[Dataset entries]

* * * * *

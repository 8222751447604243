//! Encode -> store -> decode through the in-memory chunk store

use dbase_core::{
    codec, decode_chunks, generate_key, next_file_id, sort_by_index, Chunk, ChunkStore,
    CodecError, EncryptionMethod, FileMetadata, MemoryChunkStore, DEFAULT_CHUNK_SIZE,
};

fn sample(len: usize) -> Vec<u8> {
    (0..len).map(|i| (i % 253) as u8 ^ (i / 253) as u8).collect()
}

async fn store_file(store: &MemoryChunkStore, name: &str, data: &[u8], method: EncryptionMethod) -> (String, Vec<Chunk>) {
    let key = generate_key();
    let key_ref = method.is_encrypted().then_some(&key);
    let file_id = store.next_file_id().await.unwrap();

    let mut chunks = Vec::new();
    for encoded in codec::encode(data, key_ref, DEFAULT_CHUNK_SIZE).unwrap() {
        let encoded = encoded.unwrap();
        chunks.push(Chunk {
            owner: "node-a".to_string(),
            file_id: file_id.clone(),
            file_name: name.to_string(),
            chunk_index: encoded.chunk_index,
            chunk_cid: encoded.chunk_cid,
            payload: encoded.payload,
            encryption_method: method,
        });
    }

    // store out of order; the store returns index order
    for chunk in chunks.iter().rev() {
        store.put(chunk.clone()).await.unwrap();
    }
    store
        .add_metadata(FileMetadata {
            owner: "node-a".to_string(),
            file_id: file_id.clone(),
            file_name: name.to_string(),
            file_size: data.len() as u64,
            num_chunks: chunks.len() as u32,
            encryption_method: method,
        })
        .await
        .unwrap();

    (file_id, chunks)
}

#[tokio::test]
async fn test_300k_file_three_chunks() {
    let store = MemoryChunkStore::new();
    let data = sample(300 * 1024);
    let (file_id, chunks) = store_file(&store, "big.bin", &data, EncryptionMethod::AesGcm).await;

    assert_eq!(file_id, "1");
    assert_eq!(chunks.len(), 3);
    let mut cids: Vec<_> = chunks.iter().map(|c| c.chunk_cid.clone()).collect();
    cids.dedup();
    assert_eq!(cids.len(), 3);

    let metas = store.list_metadata().await.unwrap();
    assert_eq!(metas.len(), 1);
    assert_eq!(metas[0].num_chunks, 3);
    assert_eq!(metas[0].file_size, 300 * 1024);
}

#[tokio::test]
async fn test_roundtrip_unencrypted_via_store() {
    let store = MemoryChunkStore::new();
    let data = sample(200 * 1024 + 17);
    let (file_id, _) = store_file(&store, "plain.bin", &data, EncryptionMethod::None).await;

    let chunks = store.get_chunks_for_file(&file_id).await.unwrap();
    assert_eq!(decode_chunks(&chunks, None).unwrap(), data);
}

#[tokio::test]
async fn test_shuffled_chunks_need_sorting() {
    let data = sample(3 * 1024);
    let mut chunks: Vec<Chunk> = codec::encode(&data[..], None, 1024)
        .unwrap()
        .map(|c| {
            let c = c.unwrap();
            Chunk {
                owner: "o".to_string(),
                file_id: "1".to_string(),
                file_name: "f".to_string(),
                chunk_index: c.chunk_index,
                chunk_cid: c.chunk_cid,
                payload: c.payload,
                encryption_method: EncryptionMethod::None,
            }
        })
        .collect();

    // [2, 0, 1]
    chunks.rotate_right(1);
    assert!(matches!(
        decode_chunks(&chunks, None),
        Err(CodecError::OutOfOrder { .. })
    ));

    sort_by_index(&mut chunks);
    assert_eq!(decode_chunks(&chunks, None).unwrap(), data);
}

#[tokio::test]
async fn test_delete_then_list() {
    let store = MemoryChunkStore::new();
    let (first, _) = store_file(&store, "a.txt", b"first file", EncryptionMethod::None).await;
    let (second, _) = store_file(&store, "b.txt", b"second file", EncryptionMethod::None).await;
    assert_eq!(second, "2");

    store.delete_file(&first).await.unwrap();

    let remaining = store.list_metadata().await.unwrap();
    assert_eq!(remaining.len(), 1);
    assert_eq!(remaining[0].file_id, second);
    assert!(store.get_chunks_for_file(&first).await.unwrap().is_empty());
    assert_eq!(next_file_id(&remaining), "3");
}
//! Relay connection
//!
//! Keeps one WebSocket to `wss://{host}/ws/{peer_id}` open, forwards inbound
//! offers, answers and candidates to the orchestrator, keeps the socket
//! alive with pings and reconnects after the configured delay when it drops.

use std::sync::Arc;
use std::time::Duration;

use async_trait::async_trait;
use futures::{SinkExt, StreamExt};
use tokio::sync::{mpsc, watch};
use tokio_tungstenite::{connect_async, tungstenite::Message};
use tracing::{debug, error, info, warn};

use crate::transport::{SignalingTransport, TransportError};
use crate::types::SignalingMessage;

const OUTBOUND_CAPACITY: usize = 256;
const INBOUND_CAPACITY: usize = 1024;

#[derive(Debug, Clone, Copy, PartialEq, Eq)]
pub enum SignalingState {
    Disconnected,
    Connecting,
    Open,
}

impl std::fmt::Display for SignalingState {
    fn fmt(&self, f: &mut std::fmt::Formatter<'_>) -> std::fmt::Result {
        match self {
            SignalingState::Disconnected => write!(f, "disconnected"),
            SignalingState::Connecting => write!(f, "connecting"),
            SignalingState::Open => write!(f, "open"),
        }
    }
}

#[derive(Debug, Clone)]
pub struct SignalingOptions {
    pub url: String,
    pub ping_interval: Duration,
    pub reconnect_delay: Duration,
}

/// WebSocket client for the relay
pub struct SignalingClient {
    local_peer_id: String,
    outbound: mpsc::Sender<String>,
    state: watch::Receiver<SignalingState>,
    shutdown_tx: watch::Sender<bool>,
}

impl SignalingClient {
    /// Spawn the relay task. Returns the client and the inbound message stream.
    pub fn start(
        local_peer_id: &str,
        options: SignalingOptions,
    ) -> (Arc<Self>, mpsc::Receiver<SignalingMessage>) {
        let (outbound_tx, outbound_rx) = mpsc::channel(OUTBOUND_CAPACITY);
        let (inbound_tx, inbound_rx) = mpsc::channel(INBOUND_CAPACITY);
        let (state_tx, state_rx) = watch::channel(SignalingState::Disconnected);
        let (shutdown_tx, shutdown_rx) = watch::channel(false);

        tokio::spawn(relay_loop(options, outbound_rx, inbound_tx, state_tx, shutdown_rx));

        let client = Arc::new(Self {
            local_peer_id: local_peer_id.to_string(),
            outbound: outbound_tx,
            state: state_rx,
            shutdown_tx,
        });
        (client, inbound_rx)
    }

    pub fn state(&self) -> SignalingState {
        *self.state.borrow()
    }

    pub fn subscribe_state(&self) -> watch::Receiver<SignalingState> {
        self.state.clone()
    }

    /// Wait until the socket is open or `timeout` passes
    pub async fn wait_open(&self, timeout: Duration) -> bool {
        let mut state = self.state.clone();
        tokio::time::timeout(timeout, state.wait_for(|s| *s == SignalingState::Open))
            .await
            .map(|r| r.is_ok())
            .unwrap_or(false)
    }

    pub fn shutdown(&self) {
        self.shutdown_tx.send_replace(true);
    }
}

#[async_trait]
impl SignalingTransport for SignalingClient {
    async fn send(&self, msg: SignalingMessage) -> Result<(), TransportError> {
        if self.state() != SignalingState::Open {
            return Err(TransportError::NotConnected);
        }
        let json = msg
            .to_json()
            .map_err(|e| TransportError::SendFailed(e.to_string()))?;
        self.outbound
            .send(json)
            .await
            .map_err(|_| TransportError::Disconnected)
    }

    fn local_peer_id(&self) -> &str {
        &self.local_peer_id
    }
}

async fn relay_loop(
    options: SignalingOptions,
    mut outbound: mpsc::Receiver<String>,
    inbound: mpsc::Sender<SignalingMessage>,
    state: watch::Sender<SignalingState>,
    mut shutdown_rx: watch::Receiver<bool>,
) {
    loop {
        if *shutdown_rx.borrow() {
            break;
        }
        state.send_replace(SignalingState::Connecting);
        match relay_session(&options, &mut outbound, &inbound, &state, &mut shutdown_rx).await {
            Ok(()) => info!("Relay session to {} ended", options.url),
            Err(e) => error!("Relay {} error: {}", options.url, e),
        }
        state.send_replace(SignalingState::Disconnected);

        if *shutdown_rx.borrow() || inbound.is_closed() {
            break;
        }
        debug!("Reconnecting to {} in {:?}", options.url, options.reconnect_delay);
        tokio::select! {
            _ = tokio::time::sleep(options.reconnect_delay) => {}
            _ = shutdown_rx.wait_for(|stop| *stop) => break,
        }
    }
    state.send_replace(SignalingState::Disconnected);
    debug!("Relay task for {} stopped", options.url);
}

async fn relay_session(
    options: &SignalingOptions,
    outbound: &mut mpsc::Receiver<String>,
    inbound: &mpsc::Sender<SignalingMessage>,
    state: &watch::Sender<SignalingState>,
    shutdown_rx: &mut watch::Receiver<bool>,
) -> Result<(), TransportError> {
    info!("Connecting to relay: {}", options.url);
    let (ws_stream, _) = connect_async(options.url.as_str())
        .await
        .map_err(|e| TransportError::ConnectionFailed(e.to_string()))?;
    let (mut write, mut read) = ws_stream.split();

    // anything queued for a previous socket is stale
    while outbound.try_recv().is_ok() {}
    state.send_replace(SignalingState::Open);
    info!("Connected to relay {}", options.url);

    let mut ping = tokio::time::interval(options.ping_interval);
    ping.tick().await;

    loop {
        tokio::select! {
            changed = shutdown_rx.changed() => {
                if changed.is_err() || *shutdown_rx.borrow() {
                    let _ = write.send(Message::Close(None)).await;
                    return Ok(());
                }
            }
            _ = ping.tick() => {
                let ping = SignalingMessage::Ping
                    .to_json()
                    .map_err(|e| TransportError::SendFailed(e.to_string()))?;
                write
                    .send(Message::Text(ping.into()))
                    .await
                    .map_err(|e| TransportError::SendFailed(e.to_string()))?;
                debug!("Sent ping to {}", options.url);
            }
            Some(json) = outbound.recv() => {
                write
                    .send(Message::Text(json.into()))
                    .await
                    .map_err(|e| TransportError::SendFailed(e.to_string()))?;
            }
            msg = read.next() => {
                match msg {
                    Some(Ok(Message::Text(text))) => match SignalingMessage::from_json(&text) {
                        Ok(SignalingMessage::Pong) => debug!("Pong from {}", options.url),
                        Ok(SignalingMessage::Ping) => debug!("Ping from {}", options.url),
                        Ok(msg) => {
                            debug!(
                                "Received {} from {}",
                                msg.msg_type(),
                                msg.peer_id().unwrap_or("-")
                            );
                            if inbound.send(msg).await.is_err() {
                                return Ok(());
                            }
                        }
                        Err(e) => warn!("Dropping relay message: {}", e),
                    },
                    Some(Ok(Message::Close(_))) | None => {
                        warn!("WebSocket closed: {}", options.url);
                        return Err(TransportError::Disconnected);
                    }
                    Some(Ok(_)) => {}
                    Some(Err(e)) => {
                        return Err(TransportError::ConnectionFailed(e.to_string()));
                    }
                }
            }
        }
    }
}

* * * * *

§ Work instruction: Output each line of the records above exactly, beginning at the first, and stop once the line containing "async fn test_300k_file_three_chunks()" has been output.

§ Written response:
repository 8222751447604243
//! Encode -> store -> decode through the in-memory chunk store

use dbase_core::{
    codec, decode_chunks, generate_key, next_file_id, sort_by_index, Chunk, ChunkStore,
    CodecError, EncryptionMethod, FileMetadata, MemoryChunkStore, DEFAULT_CHUNK_SIZE,
};

fn sample(len: usize) -> Vec<u8> {
    (0..len).map(|i| (i % 253) as u8 ^ (i / 253) as u8).collect()
}

async fn store_file(store: &MemoryChunkStore, name: &str, data: &[u8], method: EncryptionMethod) -> (String, Vec<Chunk>) {
    let key = generate_key();
    let key_ref = method.is_encrypted().then_some(&key);
    let file_id = store.next_file_id().await.unwrap();

    let mut chunks = Vec::new();
    for encoded in codec::encode(data, key_ref, DEFAULT_CHUNK_SIZE).unwrap() {
        let encoded = encoded.unwrap();
        chunks.push(Chunk {
            owner: "node-a".to_string(),
            file_id: file_id.clone(),
            file_name: name.to_string(),
            chunk_index: encoded.chunk_index,
            chunk_cid: encoded.chunk_cid,
            payload: encoded.payload,
            encryption_method: method,
        });
    }

    // store out of order; the store returns index order
    for chunk in chunks.iter().rev() {
        store.put(chunk.clone()).await.unwrap();
    }
    store
        .add_metadata(FileMetadata {
            owner: "node-a".to_string(),
            file_id: file_id.clone(),
            file_name: name.to_string(),
            file_size: data.len() as u64,
            num_chunks: chunks.len() as u32,
            encryption_method: method,
        })
        .await
        .unwrap();

    (file_id, chunks)
}

#[tokio::test]
async fn test_300k_file_three_chunks() {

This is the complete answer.